WHAT IS REQUIRED:
Answer with a bare number: the count of lines in the data below that contain the word "机械堵转".

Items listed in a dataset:
--
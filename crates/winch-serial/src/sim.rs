//! 确定性设备模拟器
//!
//! 实现与真实电机控制器相同的行协议，用于桌面开发和测试。
//! 运动学按墙钟积分：`MV` 匀速、`MP` 向 `PT` 收敛并截停、
//! `MT` 零力矩时跟随外载模型（自由轮），非零力矩时以一阶惯性
//! 逼近力矩对应的速度，遇到硬止点后速度归零（机械堵转）。
//!
//! # 命令分发
//!
//! 关键字经由静态标记变体表解析，表在构造时做唯一性校验；
//! 未知关键字只记一条警告，不会让模拟器崩溃。
//!
//! # 测试注入
//!
//! [`SimHandle`] 允许测试脚本覆盖力矩/电流/状态字读数、配置外载
//! 模型，并读取完整的命令日志（用于"未发出任何设备命令"和
//! "先停车后抱闸"之类的断言）。
//!
//! 模拟器按 5.x 固件行为建模：力矩模式由 `G` 激活。旧方言的
//! 命令文本由协议层测试覆盖，不经过这里。

use crate::{Transport, TransportError};
use parking_lot::Mutex;
use std::collections::VecDeque;
use std::sync::Arc;
use std::time::Instant;
use tracing::{debug, warn};
use winch_protocol::status::BENIGN_STOP;

/// 轨迹进行中的状态字（ready + trajectory + 两条硬件使能）
const IN_TRAJECTORY_STATUS: u16 = 0x0C05;

/// 自由轮阶段的外载模型
#[derive(Debug, Clone, Copy, PartialEq)]
pub enum LoadModel {
    /// 无外载：零力矩时保持静止
    Static,
    /// 恒定外拉：零力矩时以给定设备速度（VT 量纲）放线
    ConstantPull { device_velocity: f64 },
    /// 线性增速外拉：速度从零按给定速率增长到上限
    RampPull {
        accel_per_s: f64,
        max_device_velocity: f64,
    },
}

/// 电机工作模式
#[derive(Debug, Clone, Copy, PartialEq, Eq)]
enum SimMode {
    Idle,
    Velocity,
    Position,
    Torque,
}

/// 命令关键字的标记变体表
#[derive(Debug, Clone, Copy, PartialEq, Eq)]
enum SimCommand {
    Rsp,
    EchoOff,
    Go,
    Stop,
    ZeroStatus,
    ModeVelocity,
    ModePosition,
    ModeTorque,
    BrakeRelease,
    BrakeManaged,
    ReadPosition,
    ReadTorque,
    ReadErrorLimit,
    ReadClock,
    ReadStatusWord,
}

/// 关键字 → 处理变体
///
/// `RP` 与 `RPA` 共用一个变体：两代固件的位置查询。
const KEYWORDS: &[(&str, SimCommand)] = &[
    ("RSP", SimCommand::Rsp),
    ("ECHO_OFF", SimCommand::EchoOff),
    ("G", SimCommand::Go),
    ("X", SimCommand::Stop),
    ("ZS", SimCommand::ZeroStatus),
    ("MV", SimCommand::ModeVelocity),
    ("MP", SimCommand::ModePosition),
    ("MT", SimCommand::ModeTorque),
    ("BRKRLS", SimCommand::BrakeRelease),
    ("BRKTRJ", SimCommand::BrakeManaged),
    ("RPA", SimCommand::ReadPosition),
    ("RP", SimCommand::ReadPosition),
    ("RTRQ", SimCommand::ReadTorque),
    ("REL", SimCommand::ReadErrorLimit),
    ("RCLK", SimCommand::ReadClock),
    ("RW(0)", SimCommand::ReadStatusWord),
];

fn lookup(keyword: &str) -> Option<SimCommand> {
    KEYWORDS
        .iter()
        .find(|(k, _)| *k == keyword)
        .map(|(_, cmd)| *cmd)
}

struct SimState {
    // 时基
    started: Instant,
    last_update: Instant,

    // 输出缓冲与日志
    out: VecDeque<u8>,
    writes: Vec<String>,
    tokens: Vec<String>,

    // 协议寄存器
    vt: f64,
    pt: f64,
    torque: f64,
    torque_slope: f64,
    accel: f64,
    error_limit: f64,
    amps: f64,

    // 机构状态
    mode: SimMode,
    active: bool,
    brake_released: bool,
    echo_off: bool,
    position: f64,
    vel_vt: f64,

    // 外载与机械止点
    load: LoadModel,
    hard_stop_min: Option<f64>,
    torque_velocity_gain: f64,
    torque_lag_s: f64,

    // 测试注入
    torque_override: Option<f64>,
    current_override: Option<f64>,
    status_override: Option<u16>,

    // 设备身份
    sample_rate: u32,
    version: String,
}

impl SimState {
    fn new(sample_rate: u32, version: &str) -> Self {
        let now = Instant::now();
        Self {
            started: now,
            last_update: now,
            out: VecDeque::new(),
            writes: Vec::new(),
            tokens: Vec::new(),
            vt: 0.0,
            pt: 0.0,
            torque: 0.0,
            torque_slope: 0.0,
            accel: 100.0,
            error_limit: 100.0,
            amps: 1023.0,
            mode: SimMode::Idle,
            active: false,
            brake_released: false,
            echo_off: false,
            position: 0.0,
            vel_vt: 0.0,
            load: LoadModel::Static,
            hard_stop_min: None,
            torque_velocity_gain: 50.0,
            torque_lag_s: 0.2,
            torque_override: None,
            current_override: None,
            status_override: None,
            sample_rate,
            version: version.to_string(),
        }
    }

    /// 把上次更新以来的运动积分进位置
    fn integrate(&mut self) {
        let now = Instant::now();
        let dt = now.duration_since(self.last_update).as_secs_f64();
        self.last_update = now;
        if dt <= 0.0 {
            return;
        }

        let counts_per_sec = |vt: f64, srate: u32| vt * srate as f64 / 65536.0;

        match (self.mode, self.active) {
            (SimMode::Velocity, true) => {
                self.vel_vt = self.vt;
                self.position += dt * counts_per_sec(self.vel_vt, self.sample_rate);
            }
            (SimMode::Position, true) => {
                let dir = if self.pt >= self.position { 1.0 } else { -1.0 };
                self.vel_vt = dir * self.vt.abs();
                let next = self.position + dt * counts_per_sec(self.vel_vt, self.sample_rate);
                // 越过目标即截停
                if (dir > 0.0 && next >= self.pt) || (dir < 0.0 && next <= self.pt) {
                    self.position = self.pt;
                    self.active = false;
                    self.vel_vt = 0.0;
                } else {
                    self.position = next;
                }
            }
            (SimMode::Torque, true) => {
                if !self.brake_released {
                    self.vel_vt = 0.0;
                } else if self.torque == 0.0 {
                    // 自由轮：跟随外载模型
                    self.vel_vt = match self.load {
                        LoadModel::Static => 0.0,
                        LoadModel::ConstantPull { device_velocity } => device_velocity,
                        LoadModel::RampPull {
                            accel_per_s,
                            max_device_velocity,
                        } => {
                            let next = self.vel_vt + accel_per_s * dt;
                            next.clamp(-max_device_velocity.abs(), max_device_velocity.abs())
                        }
                    };
                    self.position += dt * counts_per_sec(self.vel_vt, self.sample_rate);
                } else {
                    // 力矩驱动：一阶惯性逼近目标速度。
                    // TS 是设备的力矩斜率，折算进时间常数
                    let target = self.torque * self.torque_velocity_gain;
                    let lag = self.torque_lag_s
                        * (250_000.0 / self.torque_slope.max(1.0)).clamp(0.1, 10.0);
                    let alpha = (dt / lag).min(1.0);
                    self.vel_vt += (target - self.vel_vt) * alpha;
                    let next = self.position + dt * counts_per_sec(self.vel_vt, self.sample_rate);
                    match self.hard_stop_min {
                        // 机械堵转：位置钉死，速度归零
                        Some(stop) if next <= stop => {
                            self.position = stop;
                            self.vel_vt = 0.0;
                        }
                        _ => self.position = next,
                    }
                }
            }
            _ => {
                self.vel_vt = 0.0;
            }
        }
    }

    fn respond(&mut self, text: &str) {
        self.out.extend(text.bytes());
        self.out.push_back(b'\r');
    }

    fn status_word(&self) -> u16 {
        if let Some(raw) = self.status_override {
            return raw;
        }
        match (self.mode, self.active) {
            (SimMode::Velocity, true) | (SimMode::Position, true) => IN_TRAJECTORY_STATUS,
            _ => BENIGN_STOP,
        }
    }

    fn reported_torque(&self) -> f64 {
        if let Some(t) = self.torque_override {
            return t;
        }
        match (self.mode, self.active) {
            (SimMode::Torque, true) => self.torque,
            (SimMode::Velocity, true) | (SimMode::Position, true) => 480.0,
            _ => 0.0,
        }
    }

    fn reported_current(&self) -> f64 {
        if let Some(c) = self.current_override {
            return c;
        }
        match (self.mode, self.active) {
            (SimMode::Velocity, true) | (SimMode::Position, true) => 210.0,
            _ => 100.0,
        }
    }

    fn handle_keyword(&mut self, cmd: SimCommand) {
        match cmd {
            SimCommand::Rsp => {
                let line = format!("{}/{}", self.sample_rate, self.version);
                self.respond(&line);
            }
            SimCommand::EchoOff => self.echo_off = true,
            SimCommand::Go => {
                self.integrate();
                if self.mode == SimMode::Position && self.pt == self.position {
                    // 空移动：设备直接认为到位
                    debug!("sim: empty MP, not activating");
                    self.active = false;
                } else {
                    self.active = true;
                }
            }
            SimCommand::Stop => {
                self.integrate();
                self.active = false;
                self.vel_vt = 0.0;
            }
            SimCommand::ZeroStatus => {}
            SimCommand::ModeVelocity => self.mode = SimMode::Velocity,
            SimCommand::ModePosition => self.mode = SimMode::Position,
            SimCommand::ModeTorque => self.mode = SimMode::Torque,
            SimCommand::BrakeRelease => self.brake_released = true,
            SimCommand::BrakeManaged => self.brake_released = false,
            SimCommand::ReadPosition => {
                self.integrate();
                let line = format!("{}", self.position.round() as i64);
                self.respond(&line);
            }
            SimCommand::ReadTorque => {
                self.integrate();
                let line = format!("{}", self.reported_torque().round() as i64);
                self.respond(&line);
            }
            SimCommand::ReadErrorLimit => {
                let line = format!("{}", self.error_limit.round() as i64);
                self.respond(&line);
            }
            SimCommand::ReadClock => {
                let ms = self.started.elapsed().as_millis();
                let line = format!("{ms}");
                self.respond(&line);
            }
            SimCommand::ReadStatusWord => {
                self.integrate();
                let line = format!("{}", self.status_word());
                self.respond(&line);
            }
        }
    }

    fn handle_register(&mut self, name: &str, value: &str) {
        let Ok(value) = value.parse::<f64>() else {
            warn!("sim: unparsable register value {name}={value}");
            return;
        };
        match name {
            "VT" => self.vt = value,
            "PT" => {
                self.integrate();
                self.pt = value;
            }
            "T" => self.torque = value,
            "TS" => self.torque_slope = value,
            "ADT" | "AT" => self.accel = value,
            "EL" => self.error_limit = value,
            "AMPS" => self.amps = value,
            "O" => {
                // 重定义位置参考
                self.integrate();
                self.position = value;
            }
            other => warn!("sim: unknown register {other}"),
        }
    }

    fn handle_print(&mut self, args_text: &str) {
        self.integrate();
        for arg in args_text.split(',') {
            match arg {
                "#13" => self.out.push_back(b'\r'),
                "UIA" => {
                    let line = format!("{}", self.reported_current().round() as i64);
                    self.out.extend(line.bytes());
                }
                "VA" => {
                    // 设备报告的 VA 带经验性的 2 倍量纲
                    let line = format!("{}", (2.0 * self.vel_vt).round() as i64);
                    self.out.extend(line.bytes());
                }
                "TRQ" => {
                    let line = format!("{}", self.reported_torque().round() as i64);
                    self.out.extend(line.bytes());
                }
                "EA" => {
                    self.out.extend(b"0");
                }
                other => warn!("sim: unknown PRINT argument {other}"),
            }
        }
    }

    fn process_token(&mut self, token: &str) {
        self.tokens.push(token.to_string());
        if let Some(args) = token
            .strip_prefix("PRINT(")
            .and_then(|rest| rest.strip_suffix(')'))
        {
            self.handle_print(args);
        } else if let Some(cmd) = lookup(token) {
            self.handle_keyword(cmd);
        } else if let Some((name, value)) = token.split_once('=') {
            self.handle_register(name, value);
        } else {
            warn!("sim: unknown command token {token:?}");
        }
    }
}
--
EXERCISE OUTPUT:
2